A complex array of physicochemical changes occurs in red blood cells (RBCs) during storage, leading to enhanced posttransfusion clearance. Dendritic cells (DCs) play crucial roles in the engulfment of aged RBCs; however, it is unclear how stored RBCs (sRBCs) modulate their responses to inflammatory stimuli and DC migration ability. In this study, we examined whether sRBCs affect the migration ability of DCs and elucidated the detailed mechanisms mediating this process. Murine RBCs were incubated with marrow DCs after removing the storage supernatant.
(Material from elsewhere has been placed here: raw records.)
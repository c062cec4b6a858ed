use std::collections::HashMap;
use std::fmt;
use std::sync::{Arc, Mutex};

use anyhow::{anyhow, Result};
use indexmap::IndexMap;

use super::doc::{ArgumentSpec, KeywordDoc, KeywordStore, LibraryDoc, LibraryScope, LibraryType};
use super::python::parse_parameters;

/// Version reported by packaged libraries that do not set their own.
pub const STD_LIBRARY_VERSION: &str = "7.0";

/// Central registry of the packaged standard libraries.
///
/// The stdlib crate fills it through `register_stdlib_libraries`; the loader
/// consults it before looking at the filesystem.
#[derive(Debug, Default)]
pub struct LibraryRegistry {
    libraries: IndexMap<String, Box<dyn StdLibrary>>,
    docs: Mutex<HashMap<String, Arc<LibraryDoc>>>,
}

impl LibraryRegistry {
    pub fn new() -> Self {
        Self::default()
    }

    /// Register a library under its own name. Disabled libraries are kept
    /// out of lookups.
    pub fn register_library(&mut self, library: Box<dyn StdLibrary>) -> Result<()> {
        let name = library.name().to_string();
        if self.libraries.contains_key(&name) {
            return Err(anyhow!("Library '{}' is already registered", name));
        }
        library.init()?;
        self.libraries.insert(name, library);
        Ok(())
    }

    pub fn get_library(&self, name: &str) -> Option<&dyn StdLibrary> {
        self.libraries
            .get(name)
            .filter(|l| l.enabled())
            .map(|boxed| boxed.as_ref())
    }

    pub fn contains(&self, name: &str) -> bool {
        self.get_library(name).is_some()
    }

    pub fn library_names(&self) -> Vec<String> {
        self.libraries
            .values()
            .filter(|l| l.enabled())
            .map(|l| l.name().to_string())
            .collect()
    }

    /// Imported without error and without a doc.
    pub fn is_ignored(&self, name: &str) -> bool {
        self.get_library(name).map(|l| l.ignored()).unwrap_or(false)
    }

    /// Build (once) the doc of a registered library.
    pub fn library_doc(&self, name: &str) -> Option<Arc<LibraryDoc>> {
        let library = self.get_library(name)?;
        if let Ok(cache) = self.docs.lock() {
            if let Some(doc) = cache.get(name) {
                return Some(doc.clone());
            }
        }
        let doc = Arc::new(library.library_doc());
        if let Ok(mut cache) = self.docs.lock() {
            cache.insert(name.to_string(), doc.clone());
        }
        Some(doc)
    }
}

/// One packaged library.
///
/// Implementors describe their keywords; the registry turns them into a
/// [`LibraryDoc`] on first use.
pub trait StdLibrary: Send + Sync + fmt::Debug {
    fn name(&self) -> &str;

    fn version(&self) -> &str {
        STD_LIBRARY_VERSION
    }

    fn description(&self) -> &str {
        ""
    }

    fn enabled(&self) -> bool {
        true
    }

    fn scope(&self) -> LibraryScope {
        LibraryScope::Global
    }

    /// Importing this library is a no-op rather than an error.
    fn ignored(&self) -> bool {
        false
    }

    fn keywords(&self) -> Vec<KeywordDoc>;

    fn inits(&self) -> Vec<KeywordDoc> {
        Vec::new()
    }

    /// Called once when registered.
    fn init(&self) -> Result<()> {
        Ok(())
    }

    fn library_doc(&self) -> LibraryDoc {
        let mut doc = LibraryDoc::new(self.name(), LibraryType::Library);
        doc.version = self.version().to_string();
        doc.doc = self.description().to_string();
        doc.scope = self.scope();
        doc.keywords = KeywordStore::new(self.keywords());
        doc.inits = KeywordStore::new(self.inits());
        doc.finish()
    }
}

/// Argument specs written the way they appear in a Python signature, e.g.
/// `["name", "*values", "level=INFO", "**config"]`.
pub fn signature(args: &[&str]) -> Vec<ArgumentSpec> {
    parse_parameters(&args.join(", "), false)
}

/// Shorthand used by packaged libraries to declare a keyword.
pub fn keyword(libname: &str, name: &str, args: &[&str], doc: &str) -> KeywordDoc {
    KeywordDoc::new(name, libname, LibraryType::Library)
        .with_args(signature(args))
        .with_doc(doc)
}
The effects of sRBCs on cytokine secretion from DCs, surface marker expression, and homing ability were examined. More sRBCs were internalized by DCs than fresh RBCs (fRBCs), and RBC accumulation significantly promoted the expression of allostimulatory molecules and the secretion of Th1-type cytokines in the presence of lipopolysaccharide (LPS). In particular, the lymphoid-tissue homing ability of transfused DCs treated with sRBCs (sRBC-DCs) was also significantly greater than that of fRBCs. Up regulation of CCR7 and improved organization of the cytoskeleton were observed in sRBC-DCs, and blocking Rho/Rho-associated protein kinase (ROCK), PI3K/Akt, and NF-κB pathways greatly hindered cytoskeletal rearrangement. Moreover, high levels of reactive oxygen species (ROS) were detected in sRBC-DCs, and treatment with N-acetylcysteine simultaneously decreased the lymph node-homing ability of DCs and phosphorylation of RhoA, ROCK1, and cortactin. sRBCs initiated differential immune responses compared to fRBCs, and the presence of LPS augmented this phenomenon. Up regulation of CCR7 and ROS production promotes cytoskeletal reorganization and contributes to the increased homing of sRBCs-DCs.